╭──
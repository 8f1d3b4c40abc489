//! SQLite (json1) dialect: `json_extract`, `json_tree`, `json_patch`.

use crate::ast::SelectTerm;
use crate::ast::term::{AggregateFn, SetTerm};
use crate::dialect::{ColContext, ColTarget, Dialect, col_target};
use crate::error::{SqurilError, SqurilResult};

#[derive(Debug, Default)]
pub struct EmbeddedDialect;

impl EmbeddedDialect {
    fn apply_function(&self, term: &SelectTerm, selection: String) -> (String, bool) {
        let Some(aggregate) = term.aggregate else {
            return (selection, false);
        };
        if aggregate == AggregateFn::Count && (term.path_text == "*" || term.path_text == "1") {
            return (format!("{}(1)", aggregate.sql_name()), true);
        }
        (format!("{}({selection})", aggregate.sql_name()), true)
    }
}

impl Dialect for EmbeddedDialect {
    fn json_array_sql(&self) -> &'static str {
        "json_array"
    }

    fn key_selection(&self, term: &SelectTerm) -> (String, bool) {
        let selection = format!("json_extract(data, '$.{}')", term.path_text);
        self.apply_function(term, selection)
    }

    fn array_selection(&self, term: &SelectTerm, _index: u64) -> (String, bool) {
        let selection = format!("json_extract(data, '$.{}')", term.path_text);
        self.apply_function(term, selection)
    }

    fn array_sub_selection(&self, table_name: &str, term: &SelectTerm) -> (String, bool) {
        use crate::ast::SelectElement;

        let last = term.elements.last().expect("non-empty path checked by caller");
        let (fullkey, vals, sub_keys): (String, &str, &[String]) = match last {
            SelectElement::ArraySpecificSingle { index, sub_key, .. } => (
                format!("and fullkey = '$.{}[{index}]'", term.bare_term),
                "vals",
                std::slice::from_ref(sub_key),
            ),
            SelectElement::ArraySpecificMultiple { index, sub_keys, .. } => (
                format!("and fullkey = '$.{}[{index}]'", term.bare_term),
                "vals",
                sub_keys.as_slice(),
            ),
            SelectElement::ArrayBroadcastSingle { sub_key, .. } => {
                (String::new(), "json_group_array(vals)", std::slice::from_ref(sub_key))
            }
            SelectElement::ArrayBroadcastMultiple { sub_keys, .. } => {
                (String::new(), "json_group_array(vals)", sub_keys.as_slice())
            }
            _ => unreachable!("array_sub_selection called on non-sub-selection element"),
        };

        let extracted: Vec<String> = sub_keys
            .iter()
            .map(|key| format!("json_extract(value, '$.{key}')"))
            .collect();
        let sub_selections = if extracted.len() > 1 {
            format!("json_array({})", extracted.join(","))
        } else {
            extracted.join(",")
        };

        let selection = format!(
            "(case when json_extract(data, '$.{bare}') is not null then ( \
                select {vals} from ( \
                    select {sub_selections} as vals from ( \
                        select key, value, fullkey, path \
                        from {table_name}, json_tree({table_name}.data) \
                        where path = '$.{bare}' {fullkey} \
                    ) \
                ) \
            ) else null end)",
            bare = term.bare_term,
        );
        self.apply_function(term, selection)
    }

    fn column_ref(&self, select_term: &SelectTerm, ctx: ColContext<'_>) -> SqurilResult<String> {
        let target = match col_target(select_term)? {
            ColTarget::FullWithIndex(path) => path,
            ColTarget::ArraySingle { key, index, sub_key } => format!("{key}[{index}].{sub_key}"),
            ColTarget::Bare(path) => path,
        };
        let mut col = format!("json_extract(data, '$.{target}')");
        if let ColContext::Where { op, .. } = ctx {
            if op == "eq" || op == "neq" {
                col = format!("cast ({col} as text)");
            }
        }
        Ok(col)
    }

    fn update_expression(&self, term: &SetTerm, data: &serde_json::Value) -> SqurilResult<String> {
        match term {
            SetTerm::Assign { .. } => {
                let key = term
                    .top_level_key()
                    .expect("Assign always has a top-level key");
                let value = data
                    .get(key)
                    .ok_or_else(|| SqurilError::parse(format!("target key of update `{key}` not found in payload")))?;
                let patch = serde_json::to_string(&serde_json::json!({ key: value }))?.replace('\'', "''");
                Ok(format!("set data = json_patch(data, '{patch}')"))
            }
            SetTerm::Remove { key } => Ok(format!("set data = json_remove(data, '$.{key}')")),
            SetTerm::ReplaceAll => {
                let replacement = serde_json::to_string(data)?.replace('\'', "''");
                Ok(format!("set data = '{replacement}'"))
            }
        }
    }

    fn select_with_retention(&self, table_name: &str, backup_cutoff: &str) -> String {
        format!(
            "(select * from {table_name} where json_extract(data, '$.timestamp') >= '{backup_cutoff}')a"
        )
    }

    fn array_agg(&self, query: &str) -> String {
        format!("select json_group_array(data) from ({query})")
    }

    fn maybe_float(&self, val: &str) -> String {
        match val.parse::<f64>() {
            Ok(parsed) if parsed.to_string() == val => val.to_string(),
            _ => format!("'{val}'"),
        }
    }
}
╰──
• [Task to complete]
For the entries above, give only the number of lines that contain the word "crate".

• [Solved problem]
5